Maverick Poet Award Finalist: “Ode to the House I Never Had” by Christine Larusso
Ode to the House I Never Had
At one point in my life, I saved
nickels in large glass jars,
thinking that someday I would own
a plot of land, maybe
one with a field behind it, maybe
one where I could grow
tomatoes up a long stake,
strawberries bursting from
strawberry pots, four dogs to roam
and dig holes in search
of voles. Then, they said it would
not get cooler. Then,
they said the earth the dogs loved to
dig in was too rough,
the soil spoiled from too many
pesticides, toxic runoff from
the factory farms we thought we
needed to feed us, all
of us, the cities growing and
growing. Then, they said
anything made of wood was subject
to burn, and there was
no season for fires, that there were
fires coming all the time.
The broken eight-ball I kept under
my bed as a child—
the eight worn down to one curved
line—never could have
predicted that all the nickels I saved
over all those years
would not be for a house, that I
would never have a house.
That instead I would spend the
coins begging for water
from the men who lived behind
locked gates, cul-de-sacs
full of ivory buildings made of
concrete they built for
themselves. We dug the dimes
deep, writing out stanzas
we memorized in grade school,
other words we wanted
to save for history, as we watched
the dissolve into an endless
black screen: S-O-S, mni wičoni, the
inland’s brush, the Mexican
gray wolf, passports, migrant
camps. Fire, how we once lusted
for your alchemy. You wouldn’t think
it, but concrete’s great
for writing on and carving into, if
you’ve got the heave.
MAVERICK POET AWARD FINALIST “Ode to the House I Never Had”
Christine Larusso holds a BA from Fordham University (Lincoln Center) and an MFA in Creative Writing from New York University.

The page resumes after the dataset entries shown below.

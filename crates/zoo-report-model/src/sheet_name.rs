use thiserror::Error;
use unicode_normalization::UnicodeNormalization;

/// Maximum sheet name length, counted in UTF-16 code units like Excel does.
pub const EXCEL_MAX_SHEET_NAME_LEN: usize = 31;

/// Characters Excel rejects anywhere in a sheet name.
pub const INVALID_SHEET_NAME_CHARACTERS: [char; 7] = ['[', ']', ':', '*', '?', '/', '\\'];

/// Names Excel reserves for its own use.
const RESERVED_SHEET_NAMES: [&str; 1] = ["History"];

#[derive(Debug, Clone, PartialEq, Eq, Error)]
pub enum SheetNameError {
    #[error("sheet name cannot be empty")]
    EmptyName,
    #[error("sheet name cannot exceed 31 characters")]
    TooLong,
    #[error("sheet name contains invalid character {0:?}")]
    InvalidCharacter(char),
    #[error("sheet name cannot begin or end with an apostrophe")]
    LeadingOrTrailingApostrophe,
    #[error("sheet name {0:?} is reserved")]
    Reserved(String),
}

/// Check a name against Excel's sheet naming rules (uniqueness is checked by the caller).
pub fn validate_sheet_name(name: &str) -> Result<(), SheetNameError> {
    if name.trim().is_empty() {
        return Err(SheetNameError::EmptyName);
    }
    if name.encode_utf16().count() > EXCEL_MAX_SHEET_NAME_LEN {
        return Err(SheetNameError::TooLong);
    }
    if let Some(ch) = name
        .chars()
        .find(|c| INVALID_SHEET_NAME_CHARACTERS.contains(c) || c.is_control())
    {
        return Err(SheetNameError::InvalidCharacter(ch));
    }
    if name.starts_with('\'') || name.ends_with('\'') {
        return Err(SheetNameError::LeadingOrTrailingApostrophe);
    }
    if is_reserved_sheet_name(name) {
        return Err(SheetNameError::Reserved(name.to_string()));
    }
    Ok(())
}

pub fn is_reserved_sheet_name(name: &str) -> bool {
    RESERVED_SHEET_NAMES
        .iter()
        .any(|reserved| sheet_name_eq_case_insensitive(reserved, name))
}

/// Strip everything Excel would reject from `name`.
///
/// Returns `None` when nothing usable is left.
pub fn try_sanitize_sheet_name(name: &str) -> Option<String> {
    let cleaned: String = name
        .chars()
        .filter(|c| !INVALID_SHEET_NAME_CHARACTERS.contains(c) && !c.is_control())
        .collect();

    let mut candidate = trim_sheet_name(&cleaned);
    // Truncation can expose a new trailing space or apostrophe.
    loop {
        let truncated = trim_sheet_name(truncate_utf16(candidate, EXCEL_MAX_SHEET_NAME_LEN));
        if truncated.len() == candidate.len() {
            break;
        }
        candidate = truncated;
    }

    if candidate.is_empty() {
        None
    } else {
        Some(candidate.to_string())
    }
}

/// Like [`try_sanitize_sheet_name`], falling back to `Sheet1`.
pub fn sanitize_sheet_name(name: &str) -> String {
    try_sanitize_sheet_name(name).unwrap_or_else(|| "Sheet1".to_string())
}

/// Longest prefix of `s` that fits in `max_units` UTF-16 code units, never splitting a
/// surrogate pair.
pub fn truncate_utf16(s: &str, max_units: usize) -> &str {
    let mut units = 0usize;
    for (idx, ch) in s.char_indices() {
        units += ch.len_utf16();
        if units > max_units {
            return &s[..idx];
        }
    }
    s
}

/// Key used for Excel's case-insensitive sheet name comparisons.
pub fn sheet_name_casefold(name: &str) -> String {
    name.nfkc().flat_map(char::to_uppercase).collect()
}

pub fn sheet_name_eq_case_insensitive(a: &str, b: &str) -> bool {
    a == b || sheet_name_casefold(a) == sheet_name_casefold(b)
}

fn trim_sheet_name(name: &str) -> &str {
    let mut name = name.trim();
    loop {
        let next = name.trim_matches('\'').trim();
        if next.len() == name.len() {
            return name;
        }
        name = next;
    }
}
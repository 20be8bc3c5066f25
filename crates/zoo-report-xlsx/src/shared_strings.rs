use std::collections::HashMap;
use std::fmt::Write as _;

use quick_xml::escape::escape;
use quick_xml::events::Event;
use quick_xml::Reader;

use crate::openxml::NS_SPREADSHEETML;
use crate::package::XlsxError;

/// Parse `xl/sharedStrings.xml` into plain text, one entry per `<si>`.
///
/// Rich-text runs are flattened; phonetic (`rPh`) hints are skipped.
pub fn parse_shared_strings(xml: &[u8]) -> Result<Vec<String>, XlsxError> {
    let mut reader = Reader::from_reader(xml);
    reader.config_mut().trim_text(false);

    let mut buf = Vec::new();
    let mut strings = Vec::new();
    let mut current: Option<String> = None;
    let mut in_text = false;
    let mut phonetic_depth = 0usize;

    loop {
        match reader.read_event_into(&mut buf)? {
            Event::Eof => break,
            Event::Start(e) => match e.local_name().as_ref() {
                b"si" => current = Some(String::new()),
                b"rPh" => phonetic_depth += 1,
                b"t" if phonetic_depth == 0 => in_text = true,
                _ => {}
            },
            Event::Empty(e) if e.local_name().as_ref() == b"si" => strings.push(String::new()),
            Event::End(e) => match e.local_name().as_ref() {
                b"si" => {
                    if let Some(s) = current.take() {
                        strings.push(s);
                    }
                }
                b"rPh" => phonetic_depth = phonetic_depth.saturating_sub(1),
                b"t" => in_text = false,
                _ => {}
            },
            Event::Text(e) if in_text => {
                if let Some(s) = current.as_mut() {
                    s.push_str(&e.unescape()?);
                }
            }
            Event::CData(e) if in_text => {
                if let Some(s) = current.as_mut() {
                    s.push_str(std::str::from_utf8(e.as_ref())?);
                }
            }
            _ => {}
        }
        buf.clear();
    }

    Ok(strings)
}

/// Deduplicating shared-string table for output workbooks.
#[derive(Debug, Default)]
pub struct SharedStringsBuilder {
    strings: Vec<String>,
    index: HashMap<String, u32>,
    references: usize,
}

impl SharedStringsBuilder {
    pub fn new() -> Self {
        Self::default()
    }

    /// Index of `text` in the table, adding it on first use.
    pub fn intern(&mut self, text: &str) -> u32 {
        self.references += 1;
        if let Some(idx) = self.index.get(text) {
            return *idx;
        }
        let idx = self.strings.len() as u32;
        self.strings.push(text.to_string());
        self.index.insert(text.to_string(), idx);
        idx
    }

    pub fn len(&self) -> usize {
        self.strings.len()
    }

    pub fn is_empty(&self) -> bool {
        self.strings.is_empty()
    }

    pub fn to_xml(&self) -> String {
        let mut out = String::with_capacity(128 + self.strings.len() * 32);
        out.push_str(r#"<?xml version="1.0" encoding="UTF-8" standalone="yes"?>"#);
        out.push('\n');
        let _ = write!(
            out,
            r#"<sst xmlns="{NS_SPREADSHEETML}" count="{}" uniqueCount="{}">"#,
            self.references,
            self.strings.len()
        );
        for s in &self.strings {
            if needs_space_preserve(s) {
                let _ = write!(out, r#"<si><t xml:space="preserve">{}</t></si>"#, escape(s.as_str()));
            } else {
                let _ = write!(out, "<si><t>{}</t></si>", escape(s.as_str()));
            }
        }
        out.push_str("</sst>");
        out
    }
}

fn needs_space_preserve(s: &str) -> bool {
    s.starts_with(char::is_whitespace) || s.ends_with(char::is_whitespace) || s.contains('\n')
}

Her poetry has appeared or is forthcoming in Wildness, The Literary Review, Pleiades, Women's Studies Quarterly, Sycamore Review, Prelude, Court Green, Narrative, and elsewhere. She is the 2017 winner of the Madeleine P. Plonsker Emerging Writer’s Residency Prize, and has been named a finalist for both the Orlando Poetry Prize and the James Hearst Poetry Prize. Her poem, "Lunar Understanding," was nominated for a Pushcart. She is a Producer for Rachel Zucker's podcast, Commonplace. She moved home to Los Angeles after spending a decade in Brooklyn.